In 2011 Nairn said... "there is hope for Pākehā like me that this country could be a place to be proud of - for its social policies, its inclusiveness, its biodiversity and conservation, its research and development, and its thriving economy, all under Te Tiriti o Waitangi."

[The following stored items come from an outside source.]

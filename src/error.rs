//! Client-level error taxonomy shared by the transport, session, and service layers.

// self
use crate::{
	_prelude::*,
	http::{HttpResponse, TransportError},
	message::{ErrorBody, FieldErrors, GENERIC_ERROR_MESSAGE},
};

/// Client-wide result type alias returning [`Error`] by default.
pub type Result<T, E = Error> = std::result::Result<T, E>;

type BoxError = Box<dyn std::error::Error + Send + Sync>;

/// Message surfaced when the backend does not answer within the configured timeout.
pub const TIMEOUT_MESSAGE: &str = "Request timeout. Please try again.";
/// Message surfaced to users when their session can no longer be refreshed.
pub const SESSION_EXPIRED_MESSAGE: &str = "Your session has expired. Please log in again.";

/// Canonical client error exposed by public APIs.
#[derive(Debug, ThisError)]
pub enum Error {
	/// Credential storage failure.
	#[error("{0}")]
	Storage(
		#[from]
		#[source]
		crate::store::StoreError,
	),
	/// Local configuration problem.
	#[error(transparent)]
	Config(#[from] ConfigError),

	/// The refresh token is missing or was rejected; stored credentials have been cleared.
	#[error("Session expired: {reason}.")]
	AuthenticationExpired {
		/// Why the session could not be refreshed.
		reason: String,
	},
	/// The backend answered 401 for a request that cannot (or can no longer) be refreshed.
	#[error("{message}")]
	Unauthorized {
		/// Backend-supplied message.
		message: String,
	},
	/// The backend rejected the payload with field-keyed validation errors.
	#[error("{message}")]
	Validation {
		/// HTTP status code (4xx).
		status: u16,
		/// Summary message (first message of the first field).
		message: String,
		/// Every field-keyed message returned by the backend.
		fields: FieldErrors,
	},
	/// Any other 4xx response.
	#[error("{message}")]
	Rejected {
		/// HTTP status code (4xx).
		status: u16,
		/// Backend-supplied message.
		message: String,
	},
	/// No response was received from the backend.
	#[error("{message}")]
	NetworkUnavailable {
		/// Human-readable summary naming the unreachable server.
		message: String,
		/// Underlying transport failure.
		#[source]
		source: TransportError,
	},
	/// The backend did not answer within the configured timeout.
	#[error("{message}")]
	Timeout {
		/// Human-readable summary.
		message: String,
	},
	/// The backend failed with a 5xx status.
	#[error("{message}")]
	Server {
		/// HTTP status code (5xx).
		status: u16,
		/// Backend-supplied message.
		message: String,
		/// Retry-After hint from upstream, if supplied.
		retry_after: Option<Duration>,
	},
	/// Anything the taxonomy does not classify (unexpected statuses, malformed requests).
	#[error("{message}")]
	Unknown {
		/// HTTP status code, when a response was received.
		status: Option<u16>,
		/// Best-effort message.
		message: String,
	},
	/// A successful response body did not match the expected shape.
	#[error("Backend returned a response that could not be decoded.")]
	Decode {
		/// Structured parsing failure, including the JSON path.
		#[source]
		source: serde_path_to_error::Error<serde_json::Error>,
		/// HTTP status code of the decoded response.
		status: u16,
	},
}
impl Error {
	/// Classifies a non-successful response into the client taxonomy.
	///
	/// The message is extracted through [`ErrorBody`], so the precedence
	/// (string body, `detail`, `error`, `message`, first field error) is the same for every
	/// status.
	pub fn from_response(response: &HttpResponse) -> Self {
		let body = ErrorBody::parse(&response.body);
		let message = body.message().unwrap_or(GENERIC_ERROR_MESSAGE).to_owned();
		let status = response.status;

		match status {
			401 => Self::Unauthorized { message },
			400..=499 => match body {
				ErrorBody::Fields(fields) => Self::Validation { status, message, fields },
				_ => Self::Rejected { status, message },
			},
			500..=599 => Self::Server { status, message, retry_after: response.retry_after },
			_ => Self::Unknown { status: Some(status), message },
		}
	}

	/// HTTP status code associated with the failure, when a response was received.
	pub fn status(&self) -> Option<u16> {
		match self {
			Self::Unauthorized { .. } => Some(401),
			Self::Validation { status, .. }
			| Self::Rejected { status, .. }
			| Self::Server { status, .. }
			| Self::Decode { status, .. } => Some(*status),
			Self::Unknown { status, .. } => *status,
			_ => None,
		}
	}

	/// Per-field validation messages, when the backend returned them.
	pub fn field_errors(&self) -> Option<&FieldErrors> {
		match self {
			Self::Validation { fields, .. } => Some(fields),
			_ => None,
		}
	}

	/// Returns `true` when the caller must route the user back to sign-in.
	pub fn requires_reauthentication(&self) -> bool {
		matches!(self, Self::AuthenticationExpired { .. })
	}

	/// Single human-readable summary suitable for a dialog.
	pub fn user_message(&self) -> String {
		match self {
			Self::AuthenticationExpired { .. } => SESSION_EXPIRED_MESSAGE.into(),
			Self::Unauthorized { message }
			| Self::Validation { message, .. }
			| Self::Rejected { message, .. }
			| Self::NetworkUnavailable { message, .. }
			| Self::Timeout { message }
			| Self::Server { message, .. }
			| Self::Unknown { message, .. } => message.clone(),
			Self::Storage(_) | Self::Config(_) | Self::Decode { .. } => self.to_string(),
		}
	}
}

/// Configuration and request-construction failures raised by the client.
#[derive(Debug, ThisError)]
pub enum ConfigError {
	/// HTTP client could not be constructed.
	#[error("HTTP client could not be constructed.")]
	HttpClientBuild {
		/// Underlying transport builder failure.
		#[source]
		source: BoxError,
	},
	/// Base URL cannot be parsed.
	#[error("Base URL `{url}` is invalid.")]
	InvalidBaseUrl {
		/// Raw value that failed to parse.
		url: String,
		/// Underlying parsing failure.
		#[source]
		source: url::ParseError,
	},
	/// Base URL uses a scheme other than `http` or `https`.
	#[error("Base URL scheme `{scheme}` is not supported.")]
	UnsupportedScheme {
		/// Rejected scheme.
		scheme: String,
	},
	/// A zero timeout would fail every request immediately.
	#[error("Request timeout must be greater than zero.")]
	ZeroTimeout,
	/// Timeout override from the environment is not a number of milliseconds.
	#[error("Timeout `{value}` is not a valid number of milliseconds.")]
	InvalidTimeout {
		/// Raw value that failed to parse.
		value: String,
	},
	/// Endpoint path cannot be joined onto the base URL.
	#[error("Endpoint path `{path}` is invalid.")]
	InvalidPath {
		/// Path that failed to resolve.
		path: String,
		/// Underlying parsing failure.
		#[source]
		source: url::ParseError,
	},
	/// A path parameter cannot be expressed as a single URL path segment.
	#[error("Path segment `{segment}` is invalid.")]
	InvalidPathSegment {
		/// Rejected raw value.
		segment: String,
	},
	/// Request payload could not be encoded as JSON.
	#[error("Request body could not be encoded as JSON.")]
	RequestEncode(#[source] serde_json::Error),
}
impl ConfigError {
	/// Wraps a transport's builder failure inside [`ConfigError`].
	pub fn http_client_build(src: impl 'static + Send + Sync + std::error::Error) -> Self {
		Self::HttpClientBuild { source: Box::new(src) }
	}
}
#[cfg(feature = "reqwest")]
impl From<ReqwestError> for ConfigError {
	fn from(e: ReqwestError) -> Self {
		Self::http_client_build(e)
	}
}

As an influence on others Catherine Delahunty described her as "a great teacher and Pākehā anti-racism pioneer" (2021).

== Death ==
Nairn died on Sunday, 17 December 2023.

== Selected publications ==

- Nairn, M. (1989). Changing my mind - transitions in Pakeha thinking. In H. Yensen, et al. (Eds.), Honouring the Treaty: An introduction for Pakeha to the Treaty of Waitangi. Auckland: Penguin Books.
- Nairn, M. (1990). Some liberation theory. In J. Margaret (Ed.), Pakeha Treaty work: Unpublished material (2002) (pp. 201–202). Manukau, New Zealand: Manukau Institute of Technology Treaty Unit.
- Nairn, M. (1990). Understanding colonisation. Auckland: Workshop material distributed by CCANZ Programme on Racism.
- Nairn, R., & McCreanor, T. (1990). Insensitivity and hypersensitivity: an imbalance in Pakeha accounts of racial conflict. Journal of Language and Social Psychology, 9(4), 293–308.  311
- Nairn, R., & McCreanor, T. (1991). Race talk and commonsense: patterns in Pakeha discourse on Maori/Pakeha relation in New Zealand. Journal of Language and Social Psychology, 10(4), 245–262.
- Nairn, M. (1992). Changing and adapting. In M. Nairn (Ed.), Programme on Racism collected newsletters 1985-2002 (Vol 27, pp. 1–2). Auckland: Treaty Conference Publications Group.
- Nairn, R., & The National Standing Committee on Bicultural Issues (NSCBI). (1997). Cultural justice and ethics in psychological practice. In H. Love & W. Whittaker (Eds.), Practice issues for clinical and applied psychologists in New Zealand (pp. 127–135). Wellington: The New Zealand Psychological Society.
- Nairn, M. (2000). The future of the Treaty of Waitangi. In I. Huygens et al. (Eds.), Proceedings of Treaty Conference 2000 (pp. 9–13). Auckland: Treaty Publications Group.
- Nairn, M. (2001). Decolonisation for Pakeha. In J. Margaret (Ed.), Pakeha Treaty work: Unpublished material (2002) (pp. 203–208). Manukau, New Zealand: Manukau Institute of Technology Treaty Unit.
- Nairn, M. (Ed.). (2002). Programme on Racism collected newsletters 1985 -2002. Auckland: Treaty Conference Publications Group, Private Bag 47904, Ponsonby, Auckland.
- Nairn, R. (2007). Ethical principles and cultural justice in psychological practice. In I. Evan, J. Rucklidge & M. O'Driscoll (Eds.), Professional practice of psychology in Aotearoa New Zealand. Wellington: New Zealand Psychological Society.